We reviewed literature for any available protocols on when to biopsy pediatric neck masses, but noted extreme heterogeneity in the evaluation and management of solid lateral neck masses between clinicians (pediatricians, pediatric surgeons, ENT surgeons, head-and-neck surgeons, etc.) with no clear guidelines.[3] On extensive literature search, we realized that there are conflicting opinions regarding the reliability of FNAC in treating pediatric neck masses with variations based on expertise of the cytopathologist, radiological findings, or suspicious factors such as size of the mass (>2 cm), location, and systemic features.[3,4,5] However, the patient did not overtly demonstrate any of the “suspicious” factors. Therefore, we would like to suggest that until the advent of a guideline approach or a more sensitive investigative modality, it appears that a high index of suspicion based on the clinician's experience and acumen may be the single important factor which can prevent delays in management of rare pediatric malignant neck masses.
CONCLUSIONS
Ewing's sarcoma has to be considered in the differential diagnosis of small-blue-round-cell tumors even in infants and toddlers and in both skeletal and extraskeletal locations. Pediatric neck masses are commonly encountered, but absolute guidelines for biopsy do not exist till date. Heterogeneity in the evaluation and management of solid lateral neck masses between clinicians is noticed and indicates the need for guideline approach. While careful history, physical examination, laboratory work-up, and diagnostic imaging must be used to guide the clinician in decision-making for biopsy, sometimes, a high index of suspicion based on the clinician's experience and acumen may be the single factor which can prevent delays in management of rare pediatric malignant neck masses.

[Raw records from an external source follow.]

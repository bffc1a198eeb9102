//! Per-call credential override.

use crate::auth::AuthScheme;
use crate::config::{AccessToken, ApiKey, PetstoreConfig};

/// Credentials used for a single call.
///
/// An `AuthInfo` replaces the client's default credentials as a whole: a
/// scheme with no credential here sends nothing, even if the client has a
/// default for it. `AuthInfo::new()` therefore sends the call anonymously.
///
/// Credential values are masked in `Debug` output.
#[derive(Clone, Debug, Default, PartialEq, Eq)]
pub struct AuthInfo {
    api_key: Option<ApiKey>,
    access_token: Option<AccessToken>,
}

impl AuthInfo {
    /// Creates an `AuthInfo` with no credentials.
    #[must_use]
    pub fn new() -> Self {
        Self::default()
    }

    /// Builds the default credentials from a configuration.
    #[must_use]
    pub fn from_config(config: &PetstoreConfig) -> Self {
        Self {
            api_key: config.api_key().cloned(),
            access_token: config.access_token().cloned(),
        }
    }

    /// Sets the API key for the `api_key` scheme.
    #[must_use]
    pub fn with_api_key(mut self, key: ApiKey) -> Self {
        self.api_key = Some(key);
        self
    }

    /// Sets the access token for the `petstore_auth` scheme.
    #[must_use]
    pub fn with_access_token(mut self, token: AccessToken) -> Self {
        self.access_token = Some(token);
        self
    }

    /// Returns the API key, if set.
    #[must_use]
    pub const fn api_key(&self) -> Option<&ApiKey> {
        self.api_key.as_ref()
    }

    /// Returns the access token, if set.
    #[must_use]
    pub const fn access_token(&self) -> Option<&AccessToken> {
        self.access_token.as_ref()
    }

    /// Returns `true` if no credential is set.
    #[must_use]
    pub const fn is_empty(&self) -> bool {
        self.api_key.is_none() && self.access_token.is_none()
    }

    /// Returns the headers that authenticate a request declaring `schemes`.
    ///
    /// Schemes without a matching credential are skipped.
    #[must_use]
    pub fn headers_for(&self, schemes: &[AuthScheme]) -> Vec<(String, String)> {
        schemes
            .iter()
            .filter_map(|scheme| match scheme {
                AuthScheme::ApiKey => self.api_key.as_ref().map(|key| {
                    (
                        AuthScheme::API_KEY_HEADER.to_string(),
                        key.as_ref().to_string(),
                    )
                }),
                AuthScheme::PetstoreAuth => self.access_token.as_ref().map(|token| {
                    (
                        "Authorization".to_string(),
                        format!("Bearer {}", token.as_ref()),
                    )
                }),
            })
            .collect()
    }
}
use serde::{Deserialize, Serialize};

/// A tag for a pet.
#[derive(Debug, Clone, Default, Serialize, Deserialize, PartialEq, Eq)]
pub struct Tag {
    /// Tag ID.
    #[serde(skip_serializing_if = "Option::is_none")]
    pub id: Option<i64>,

    /// Tag name.
    #[serde(skip_serializing_if = "Option::is_none")]
    pub name: Option<String>,
}
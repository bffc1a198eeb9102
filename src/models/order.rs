//! Order model.
//!
//! An [`Order`] is a purchase order for a pet. Orders are created with
//! [`StoreApi::place_order`](crate::apis::StoreApi::place_order); the server
//! fills in `id` and returns the stored order.
//!
//! # Example
//!
//! ```rust
//! use petstore_client::models::{Order, OrderStatus};
//!
//! let order = Order {
//!     pet_id: Some(42),
//!     quantity: Some(1),
//!     status: Some(OrderStatus::Placed),
//!     ..Default::default()
//! };
//!
//! let json = serde_json::to_value(&order).unwrap();
//! assert_eq!(json["petId"], 42);
//! assert!(json.get("id").is_none());
//! ```

use chrono::{DateTime, Utc};
use serde::{Deserialize, Serialize};

/// The status of an order.
#[derive(Debug, Clone, Copy, Serialize, Deserialize, PartialEq, Eq, Hash)]
#[serde(rename_all = "lowercase")]
pub enum OrderStatus {
    /// The order has been placed.
    Placed,
    /// The order has been approved.
    Approved,
    /// The order has been delivered.
    Delivered,
}

/// A purchase order for a pet.
#[derive(Debug, Clone, Default, Serialize, Deserialize, PartialEq, Eq)]
#[serde(rename_all = "camelCase")]
pub struct Order {
    /// Server-assigned order ID.
    #[serde(skip_serializing_if = "Option::is_none")]
    pub id: Option<i64>,

    /// ID of the ordered pet.
    #[serde(skip_serializing_if = "Option::is_none")]
    pub pet_id: Option<i64>,

    /// Number of pets ordered.
    #[serde(skip_serializing_if = "Option::is_none")]
    pub quantity: Option<i32>,

    /// When the order ships.
    #[serde(
        default,
        with = "super::datetime",
        skip_serializing_if = "Option::is_none"
    )]
    pub ship_date: Option<DateTime<Utc>>,

    /// Order status.
    #[serde(skip_serializing_if = "Option::is_none")]
    pub status: Option<OrderStatus>,

    /// Whether the order is complete.
    #[serde(default)]
    pub complete: bool,
}
//! Validated newtype wrappers for configuration values.
//!
//! Each wrapper validates its contents on construction. Credential wrappers
//! mask their value in `Debug` output so they never leak into logs.

use super::DEFAULT_BASE_URL;
use crate::error::ConfigError;
use std::fmt;

/// A validated API key, sent in the `api_key` header.
///
/// # Example
///
/// ```rust
/// use petstore_client::ApiKey;
///
/// let key = ApiKey::new("special-key").unwrap();
/// assert_eq!(key.as_ref(), "special-key");
/// assert_eq!(format!("{:?}", key), "ApiKey(*****)");
/// ```
#[derive(Clone, PartialEq, Eq)]
pub struct ApiKey(String);

impl ApiKey {
    /// Creates a new validated API key.
    ///
    /// # Errors
    ///
    /// Returns [`ConfigError::EmptyApiKey`] if the key is empty.
    pub fn new(key: impl Into<String>) -> Result<Self, ConfigError> {
        let key = key.into();
        if key.is_empty() {
            return Err(ConfigError::EmptyApiKey);
        }
        Ok(Self(key))
    }
}

impl AsRef<str> for ApiKey {
    fn as_ref(&self) -> &str {
        &self.0
    }
}

impl fmt::Debug for ApiKey {
    fn fmt(&self, f: &mut fmt::Formatter<'_>) -> fmt::Result {
        f.write_str("ApiKey(*****)")
    }
}

/// A validated OAuth access token for the `petstore_auth` scheme.
///
/// Sent as `Authorization: Bearer <token>`. The `Debug` implementation
/// masks the token.
#[derive(Clone, PartialEq, Eq)]
pub struct AccessToken(String);

impl AccessToken {
    /// Creates a new validated access token.
    ///
    /// # Errors
    ///
    /// Returns [`ConfigError::EmptyAccessToken`] if the token is empty.
    pub fn new(token: impl Into<String>) -> Result<Self, ConfigError> {
        let token = token.into();
        if token.is_empty() {
            return Err(ConfigError::EmptyAccessToken);
        }
        Ok(Self(token))
    }
}

impl AsRef<str> for AccessToken {
    fn as_ref(&self) -> &str {
        &self.0
    }
}

impl fmt::Debug for AccessToken {
    fn fmt(&self, f: &mut fmt::Formatter<'_>) -> fmt::Result {
        f.write_str("AccessToken(*****)")
    }
}

/// A validated base URL for the Petstore service.
///
/// The URL must have an alphabetic scheme and a non-empty host. A path
/// component is allowed (e.g. `/v2`); trailing slashes are trimmed so
/// operation paths can be appended directly.
///
/// # Example
///
/// ```rust
/// use petstore_client::BaseUrl;
///
/// let url = BaseUrl::new("http://petstore.swagger.io/v2/").unwrap();
/// assert_eq!(url.as_ref(), "http://petstore.swagger.io/v2");
/// assert_eq!(url.scheme(), "http");
/// assert_eq!(url.host_name(), "petstore.swagger.io");
/// ```
#[derive(Clone, Debug, PartialEq, Eq)]
pub struct BaseUrl {
    url: String,
    scheme_end: usize,
    host_start: usize,
    host_end: usize,
}

impl BaseUrl {
    /// Creates a new validated base URL.
    ///
    /// # Errors
    ///
    /// Returns [`ConfigError::InvalidBaseUrl`] if the URL is invalid.
    pub fn new(url: impl Into<String>) -> Result<Self, ConfigError> {
        let url = url.into();
        let url = url.trim().trim_end_matches('/').to_string();

        let scheme_end = url
            .find("://")
            .ok_or_else(|| ConfigError::InvalidBaseUrl { url: url.clone() })?;

        let scheme = &url[..scheme_end];
        if scheme.is_empty() || !scheme.chars().all(|c| c.is_ascii_alphabetic()) {
            return Err(ConfigError::InvalidBaseUrl { url: url.clone() });
        }

        let host_start = scheme_end + 3;
        if host_start >= url.len() {
            return Err(ConfigError::InvalidBaseUrl { url: url.clone() });
        }

        // Host ends at port, path, query, or end of string
        let remainder = &url[host_start..];
        if remainder.contains(['?', '#']) {
            return Err(ConfigError::InvalidBaseUrl { url: url.clone() });
        }
        let host_end = remainder
            .find([':', '/'])
            .map_or(url.len(), |i| host_start + i);

        if host_end == host_start {
            return Err(ConfigError::InvalidBaseUrl { url: url.clone() });
        }

        Ok(Self {
            url,
            scheme_end,
            host_start,
            host_end,
        })
    }

    /// Returns the URL scheme (e.g., "https").
    #[must_use]
    pub fn scheme(&self) -> &str {
        &self.url[..self.scheme_end]
    }

    /// Returns the host name portion of the URL.
    #[must_use]
    pub fn host_name(&self) -> &str {
        &self.url[self.host_start..self.host_end]
    }

    /// Joins an operation path onto this base URL.
    ///
    /// Leading slashes on `path` are ignored.
    #[must_use]
    pub fn join(&self, path: &str) -> String {
        format!("{}/{}", self.url, path.trim_start_matches('/'))
    }
}

impl Default for BaseUrl {
    /// Returns [`DEFAULT_BASE_URL`], already in normalized form.
    fn default() -> Self {
        Self {
            url: DEFAULT_BASE_URL.to_string(),
            scheme_end: "http".len(),
            host_start: "http://".len(),
            host_end: "http://petstore.swagger.io".len(),
        }
    }
}

impl AsRef<str> for BaseUrl {
    fn as_ref(&self) -> &str {
        &self.url
    }
}

impl fmt::Display for BaseUrl {
    fn fmt(&self, f: &mut fmt::Formatter<'_>) -> fmt::Result {
        f.write_str(&self.url)
    }
}

#[cfg(test)]
mod tests {
    use super::*;

    #[test]
    fn test_api_key_rejects_empty_string() {
        assert!(matches!(ApiKey::new(""), Err(ConfigError::EmptyApiKey)));
    }

    #[test]
    fn test_access_token_rejects_empty_string() {
        assert!(matches!(
            AccessToken::new(""),
            Err(ConfigError::EmptyAccessToken)
        ));
    }

    #[test]
    fn test_credentials_are_masked_in_debug() {
        let key = ApiKey::new("special-key").unwrap();
        let token = AccessToken::new("secret-token").unwrap();

        assert_eq!(format!("{key:?}"), "ApiKey(*****)");
        assert_eq!(format!("{token:?}"), "AccessToken(*****)");
        assert!(!format!("{token:?}").contains("secret-token"));
    }

    #[test]
    fn test_base_url_accepts_path_and_port() {
        let url = BaseUrl::new("http://127.0.0.1:8080/v2").unwrap();
        assert_eq!(url.scheme(), "http");
        assert_eq!(url.host_name(), "127.0.0.1");
        assert_eq!(url.as_ref(), "http://127.0.0.1:8080/v2");
    }

    #[test]
    fn test_base_url_trims_trailing_slashes() {
        let url = BaseUrl::new("https://petstore.example.com//").unwrap();
        assert_eq!(url.as_ref(), "https://petstore.example.com");
    }

    #[test]
    fn test_base_url_join() {
        let url = BaseUrl::new("http://petstore.swagger.io/v2").unwrap();
        assert_eq!(
            url.join("store/inventory"),
            "http://petstore.swagger.io/v2/store/inventory"
        );
        assert_eq!(
            url.join("/store/order/5"),
            "http://petstore.swagger.io/v2/store/order/5"
        );
    }

    #[test]
    fn test_base_url_rejects_invalid() {
        assert!(BaseUrl::new("petstore.swagger.io").is_err());
        assert!(BaseUrl::new("https://").is_err());
        assert!(BaseUrl::new("://petstore.swagger.io").is_err());
        assert!(BaseUrl::new("http://:8080").is_err());
        assert!(BaseUrl::new("http://host/v2?x=1").is_err());
    }
}
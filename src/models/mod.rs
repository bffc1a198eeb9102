//! Data types exchanged with the Petstore API.
//!
//! - [`Order`] and [`OrderStatus`]: purchase orders (Store API)
//! - [`Inventory`]: counts of pets by status (Store API)
//! - [`Pet`], [`PetStatus`], [`Category`], [`Tag`]: pets (Pet API)
//! - [`ApiResponse`]: the generic response body of uploads and errors
//!
//! Field names follow Rust conventions and are renamed to the service's
//! camelCase on the wire. Optional fields that are `None` are omitted when
//! serialized.

mod api_response;
mod category;
mod datetime;
mod order;
mod pet;
mod tag;

use std::collections::HashMap;

pub use api_response::ApiResponse;
pub use category::Category;
pub use order::{Order, OrderStatus};
pub use pet::{Pet, PetStatus};
pub use tag::Tag;

/// Map of pet status name to the number of pets with that status.
pub type Inventory = HashMap<String, i32>;
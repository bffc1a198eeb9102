//! Credential handling for Petstore operations.
//!
//! Every operation declares the auth schemes it accepts (see [`AuthScheme`]).
//! When a request is sent, the [`ApiClient`](crate::clients::ApiClient)
//! resolves credentials for those schemes from either:
//!
//! - the default credentials in [`PetstoreConfig`](crate::PetstoreConfig), or
//! - an [`AuthInfo`] passed to a `*_with_auth` method, which replaces the
//!   defaults for that single call.
//!
//! # Example
//!
//! ```rust
//! use petstore_client::{AccessToken, ApiKey};
//! use petstore_client::auth::{AuthInfo, AuthScheme};
//!
//! let auth = AuthInfo::new()
//!     .with_api_key(ApiKey::new("special-key").unwrap())
//!     .with_access_token(AccessToken::new("token").unwrap());
//!
//! let headers = auth.headers_for(&[AuthScheme::ApiKey]);
//! assert_eq!(headers, vec![("api_key".to_string(), "special-key".to_string())]);
//! ```

mod info;
mod scheme;

pub use info::AuthInfo;
pub use scheme::AuthScheme;
use std::process::ExitCode;

use clap::Parser;
use pmig::cli::{self, CliArgs};
use pmig::logger::{self, Level};

fn main() -> ExitCode {
    // Session log (overwrites previous session log)
    logger::init();

    let args = CliArgs::parse();
    if args.verbose
        && let Some(path) = logger::log_path()
    {
        println!("log: {}", path.display());
    }
    logger::write(Level::Info, &format!("pmig {} started", env!("CARGO_PKG_VERSION")));

    let code = cli::run(args);
    logger::write(Level::Info, "pmig finished");
    code
}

Declaration of patient consent
The authors certify that they have obtained all appropriate patient consent forms. In the form the patient(s) has/have given his/her/their consent for his/her/their images and other clinical information to be reported in the journal. The patients understand that their names and initials will not be published and due efforts will be made to conceal their identity, but anonymity cannot be guaranteed.
Financial support and sponsorship
Nil.
Conflicts of interest
There are no conflicts of interest.
Acknowledgment
We would like to thank Ms. Usharani, Department of Pediatric Surgery, for meticulous data collection and Department of Pathology, ESIC Super Speciality Hospital, for aid in detailed evaluation and microphotographs.